Die Staatsanwaltschaft wirft dem heute 84-Jährigen vor, am 27. September 2023 mit einer Pistole einen Schuss auf den Kopf seiner Partnerin abgegeben zu haben. „Er traf sie rechts am Hinterkopf“, sagte Staatsanwalt Florian Brütsch am ersten Prozesstag. Die 84-jährige Frau starb noch vor Ort. Der Angeklagte, der die Tat bis zuletzt bestritten hatte, lies seinen Verteidiger Uwe Rung im Gerichtssaal eine Erklärung verlesen und schilderte darin die Tatnacht aus seiner Sicht.
So räumte er in der Erklärung zwar ein, die Waffe in der Hand gehalten und auch abgefeuert zu haben – der tödliche Schuss daraufhin die Frau traf. Allerdings sei dies nicht vorsätzlich geschehen. Im Wohnzimmer der gemeinsamen Wohnung habe er sich zunächst mit seiner Partnerin über Alltägliches unterhalten. Ein Kissen auf dem Sofa, auf dem die 84-Jährige saß, sei umgekippt, darunter sei eine Waffe zum Vorschein gekommen. Offenbar habe seine Partnerin die Pistole dort versteckt. Er sei darüber schockiert und betroffen gewesen, führte der Anwalt die Erklärungen seines Mandanten weiter aus.
Der Fund habe ihm keine Ruhe gelassen
Er habe sich daraufhin zunächst ins Schlafzimmer zurückgezogen. Doch der Fund habe ihm keine Ruhe gelassen und so sei er „in Aufregung und voller Sorge“ ins Wohnzimmer zurückgekehrt. „Er wollte sie fragen, was das soll“, so der Anwalt weiter, und habe dabei die Waffe in die Hand genommen. Dann habe sich ein Schuss gelöst. Er hätte sich vorher vom Zustand der Pistole überzeugen müssen, das habe er nicht getan. So habe er nicht gewusst, dass die Waffe entsichert und geladen gewesen sei. Anschließend habe er die Einsatzkräfte alarmiert. Aus Angst, dass man ihm nicht glauben würde, habe er die Pistole seiner Partnerin in die Hand gelegt.

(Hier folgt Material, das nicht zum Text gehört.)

//! Ordering check: block `k` tests index `k`, so indices run 0..n with no gaps
//! or duplicates.

use crate::parse::ParsedBlock;
use crate::report::{CheckResult, ConformanceReport};
use crate::validators::cap_details;

const CHECK: &str = "chain/ordering";

/// Checks that indices are strictly ascending from zero in steps of one.
pub fn validate(blocks: &[ParsedBlock], report: &mut ConformanceReport) {
    let misplaced: Vec<String> = blocks
        .iter()
        .enumerate()
        .filter(|(pos, block)| block.index != *pos)
        .map(|(pos, block)| {
            format!(
                "line {}: block #{pos} tests i == {}",
                block.line, block.index
            )
        })
        .collect();

    if misplaced.is_empty() {
        report.push(CheckResult::pass(CHECK, "indices ascend from 0 without gaps"));
    } else {
        report.push(
            CheckResult::fail(
                CHECK,
                format!("{} blocks out of place", misplaced.len()),
            )
            .with_details(cap_details(misplaced)),
        );
    }
}
//! Credit consumption records.
//!
//! One record per attempted consuming action (an e-sign envelope). A
//! record is created as `Reserved` before the external call so the unit
//! is accounted for even if the process crashes mid-call; it resolves to
//! `Sent` or `Failed` afterward. `Failed` records are kept for audit but
//! never count against the budget.

use serde::{Deserialize, Serialize};

use crate::domain::foundation::{
    ConsumptionId, LandlordId, StateMachine, Timestamp, ValidationError,
};

/// How long a reservation may sit unresolved before ledger reads treat it
/// as failed. Bounds credit leakage from a crashed request.
pub const RESERVATION_EXPIRY_MINUTES: i64 = 15;

/// Lifecycle of a consumption record.
#[derive(Debug, Clone, Copy, PartialEq, Eq, Serialize, Deserialize)]
#[serde(rename_all = "snake_case")]
pub enum ConsumptionStatus {
    /// Unit claimed, external call not yet resolved.
    Reserved,
    /// External provider accepted the envelope.
    Sent,
    /// Provider rejection, transport error, or timeout. Unit returns to
    /// the pool because failed records are excluded from the count.
    Failed,
}

impl ConsumptionStatus {
    /// Stable string form used for persistence.
    pub fn as_str(&self) -> &'static str {
        match self {
            ConsumptionStatus::Reserved => "reserved",
            ConsumptionStatus::Sent => "sent",
            ConsumptionStatus::Failed => "failed",
        }
    }

    /// Parses the persisted string form.
    pub fn parse(s: &str) -> Option<Self> {
        match s {
            "reserved" => Some(ConsumptionStatus::Reserved),
            "sent" => Some(ConsumptionStatus::Sent),
            "failed" => Some(ConsumptionStatus::Failed),
            _ => None,
        }
    }
}

impl StateMachine for ConsumptionStatus {
    fn can_transition_to(&self, target: &Self) -> bool {
        use ConsumptionStatus::*;
        matches!((self, target), (Reserved, Sent) | (Reserved, Failed))
    }

    fn valid_transitions(&self) -> Vec<Self> {
        use ConsumptionStatus::*;
        match self {
            Reserved => vec![Sent, Failed],
            Sent | Failed => vec![],
        }
    }
}

/// A single attempted credit consumption.
#[derive(Debug, Clone, PartialEq, Eq, Serialize, Deserialize)]
pub struct ConsumptionRecord {
    pub id: ConsumptionId,
    pub landlord_id: LandlordId,
    pub status: ConsumptionStatus,
    pub created_at: Timestamp,
    pub updated_at: Timestamp,
}

impl ConsumptionRecord {
    /// Creates a fresh reservation.
    pub fn reserve(landlord_id: LandlordId, now: Timestamp) -> Self {
        Self {
            id: ConsumptionId::new(),
            landlord_id,
            status: ConsumptionStatus::Reserved,
            created_at: now,
            updated_at: now,
        }
    }

    /// Resolves the reservation after the provider accepted the envelope.
    pub fn mark_sent(&mut self, now: Timestamp) -> Result<(), ValidationError> {
        self.status = self.status.transition_to(ConsumptionStatus::Sent)?;
        self.updated_at = now;
        Ok(())
    }

    /// Releases the reservation after a provider failure or timeout.
    pub fn mark_failed(&mut self, now: Timestamp) -> Result<(), ValidationError> {
        self.status = self.status.transition_to(ConsumptionStatus::Failed)?;
        self.updated_at = now;
        Ok(())
    }

    /// A reservation left unresolved past the expiry window is treated as
    /// failed by every ledger read (lazy expiry); it is not trusted to
    /// resolve anymore.
    pub fn is_expired(&self, now: Timestamp) -> bool {
        self.status == ConsumptionStatus::Reserved
            && self
                .created_at
                .add_minutes(RESERVATION_EXPIRY_MINUTES)
                .is_before(&now)
    }

    /// Whether this record counts against the landlord's purchased units.
    pub fn counts_against_budget(&self, now: Timestamp) -> bool {
        match self.status {
            ConsumptionStatus::Sent => true,
            ConsumptionStatus::Reserved => !self.is_expired(now),
            ConsumptionStatus::Failed => false,
        }
    }
}
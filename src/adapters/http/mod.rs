//! HTTP adapters: Axum routers, handlers, and DTOs.

pub mod billing;
pub mod esign;
mod error;

pub use error::{ApiError, ErrorResponse};
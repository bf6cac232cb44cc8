//! RentDesk - Landlord/Tenant Rent Management Backend
//!
//! This crate keeps landlord billing entitlements synchronized with an
//! external payment provider's webhook stream and meters prepaid e-sign
//! credits through a race-free reservation ledger.

pub mod adapters;
pub mod application;
pub mod config;
pub mod domain;
pub mod ports;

Nachfragen zur Tat selbst ließ der Angeklagte nicht zu. Stattdessen beschäftigte sich das Gericht mit seinem beruflichen Werdegang, seinem Familienleben, seiner gesundheitlichen Situation. Der Vorsitzende Richter Veiko Böhm zeichnete das Bild eines geregelten Berufslebens nach, stellte dem Angeklagten Fragen zu seiner Familie. Der 84-Jährige schilderte, dass er 52 Jahre mit seiner Frau verheiratet gewesen sei, zwei Kinder sowie Enkelkinder habe, seine Frau vor zehn Jahren an Krebs gestorben sei.
Wenig Details über Beziehung zum Opfer
Über die Beziehung zum Opfer wurde im Verfahren zunächst nur wenig bekannt. Nach dem Tod seiner Ehefrau habe er die neue Partnerin über eine Online-Dating-Plattform kennengelernt, erklärte der 84-Jährige dem Richter. Sie sei von München an den Bodensee gezogen, habe zunächst allein in der Wohnanlage in Berg gewohnt, schließlich sei er zu ihr gezogen.
Am Nachmittag des ersten Prozesstages wurden die ersten Zeugen angehört. „Als der Angeklagte sich die Hände desinfiziert hat, obwohl ich ihn kurz zuvor aufgefordert hatte, es nicht zu tun, bin ich stutzig geworden“, sagte ein Beamter. Auch der Notarzt war schnell davon ausgegangen, dass es sich „um einen Tatort handelt“. Ungereimtheiten waren dem Kriminaldauerdienst bei der Leichenschau aufgefallen, etwa durch die Lage des Leichnams, den Blutaustritt oder ein nicht auffindbares Projektil.
Eifersucht als Motiv?
Der Angeklagte hatte mehreren Zeugen berichtet, seine Partnerin habe Kontakt mit einem anderen Mann gehabt. Entsprechende Nachrichten habe er auf ihrem Handy gefunden. Auch im Gespräch mit dem Sachverständigen Hermann Assfalg hatte er von solchen Liebesnachrichten auf ihrem Smartphone gesprochen. Seine Beziehung beschrieb er dem Gutachter dennoch insgesamt als harmonisch. Auch wenn seine Partnerin zuletzt vermehrt an ihm herumgemeckert habe und offenbar unzufrieden mit ihm gewesen sei.
Der Prozess wird am 4. April um 8.30 Uhr fortgesetzt. Insgesamt sind für das Verfahren fünf Verhandlungstage vorgesehen.